• [ABOUT THIS EXERCISE]
Return the lines from the start of the data through the line with "so the ground". Include both of those lines and no others.

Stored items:
= Beginning of Section =

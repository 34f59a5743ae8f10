//! Ground-truth heart-rate profile
//!
//! This module produces the noise-free heart-rate curve a simulated workout
//! follows: a warmup ramp, an exercise plateau with small deterministic
//! variation, and a cooldown decay. No randomness lives here, so the ground
//! truth is reproducible by construction; all stochastic behavior belongs to
//! the device simulator.

use crate::error::CompareError;
use serde::{Deserialize, Serialize};

/// Workout phase configuration, in seconds and bpm
#[derive(Debug, Clone, PartialEq, Serialize, Deserialize)]
pub struct ProfileConfig {
    pub warmup_secs: f64,
    pub exercise_secs: f64,
    pub cooldown_secs: f64,
    pub resting_hr: f64,
    pub exercise_hr: f64,
    pub sample_interval_secs: f64,
}

impl Default for ProfileConfig {
    fn default() -> Self {
        Self {
            warmup_secs: 300.0,
            exercise_secs: 1200.0,
            cooldown_secs: 300.0,
            resting_hr: 60.0,
            exercise_hr: 150.0,
            sample_interval_secs: 1.0,
        }
    }
}

impl ProfileConfig {
    /// Validate the configuration before any tick is produced.
    ///
    /// Non-positive durations or interval fail fast; no partial profile is
    /// ever generated.
    pub fn validate(&self) -> Result<(), CompareError> {
        for (name, value) in [
            ("warmup_secs", self.warmup_secs),
            ("exercise_secs", self.exercise_secs),
            ("cooldown_secs", self.cooldown_secs),
            ("sample_interval_secs", self.sample_interval_secs),
        ] {
            if !(value > 0.0) || !value.is_finite() {
                return Err(CompareError::InvalidConfig(format!(
                    "{} must be positive, got {}",
                    name, value
                )));
            }
        }
        if !self.resting_hr.is_finite() || !self.exercise_hr.is_finite() {
            return Err(CompareError::InvalidConfig(
                "resting_hr and exercise_hr must be finite".to_string(),
            ));
        }
        Ok(())
    }

    pub fn total_secs(&self) -> f64 {
        self.warmup_secs + self.exercise_secs + self.cooldown_secs
    }

    /// Number of ticks: total duration over interval, rounded down.
    /// A trailing partial tick is dropped, not padded.
    pub fn tick_count(&self) -> usize {
        (self.total_secs() / self.sample_interval_secs).floor() as usize
    }
}

/// One ground-truth point: elapsed seconds since workout start and bpm
#[derive(Debug, Clone, Copy, PartialEq, Serialize, Deserialize)]
pub struct ProfilePoint {
    pub elapsed_secs: f64,
    pub hr: f64,
}

/// Deterministic ground-truth profile generator
pub struct HrProfile;

impl HrProfile {
    /// Build a lazy, finite, restartable iterator over the profile.
    ///
    /// The curve covers three contiguous phases:
    /// 1. Warmup: linear ramp resting → exercise, monotone non-decreasing
    /// 2. Exercise: plateau at `exercise_hr` with a small sinusoidal
    ///    variation (≤ 3 bpm) so the curve is not an artificial flat line
    /// 3. Cooldown: linear decay exercise → resting, monotone non-increasing
    pub fn generate(config: &ProfileConfig) -> Result<ProfileIter, CompareError> {
        config.validate()?;
        Ok(ProfileIter {
            config: config.clone(),
            tick: 0,
            ticks: config.tick_count(),
        })
    }

    /// Ground-truth heart rate at a given elapsed time
    pub fn hr_at(config: &ProfileConfig, elapsed_secs: f64) -> f64 {
        let warmup_end = config.warmup_secs;
        let exercise_end = warmup_end + config.exercise_secs;
        let span = config.exercise_hr - config.resting_hr;

        if elapsed_secs < warmup_end {
            config.resting_hr + span * (elapsed_secs / config.warmup_secs)
        } else if elapsed_secs < exercise_end {
            let t = elapsed_secs - warmup_end;
            config.exercise_hr + (t * 0.1).sin() * 2.0 + (t * 0.05).sin() * 1.0
        } else {
            let t = elapsed_secs - exercise_end;
            config.exercise_hr - span * (t / config.cooldown_secs).min(1.0)
        }
    }
}

/// Finite iterator over ground-truth profile points
#[derive(Debug, Clone)]
pub struct ProfileIter {
    config: ProfileConfig,
    tick: usize,
    ticks: usize,
}

impl Iterator for ProfileIter {
    type Item = ProfilePoint;

    fn next(&mut self) -> Option<ProfilePoint> {
        if self.tick >= self.ticks {
            return None;
        }
        let elapsed_secs = self.tick as f64 * self.config.sample_interval_secs;
        self.tick += 1;
        Some(ProfilePoint {
            elapsed_secs,
            hr: HrProfile::hr_at(&self.config, elapsed_secs),
        })
    }

    fn size_hint(&self) -> (usize, Option<usize>) {
        let remaining = self.ticks - self.tick;
        (remaining, Some(remaining))
    }
}

impl ExactSizeIterator for ProfileIter {}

= End of Section =

• [SOLUTION TO THIS PROBLEM]
repository 34f59a5743ae8f10
//! Ground-truth heart-rate profile
//!
//! This module produces the noise-free heart-rate curve a simulated workout
//! follows: a warmup ramp, an exercise plateau with small deterministic
//! variation, and a cooldown decay. No randomness lives here, so the ground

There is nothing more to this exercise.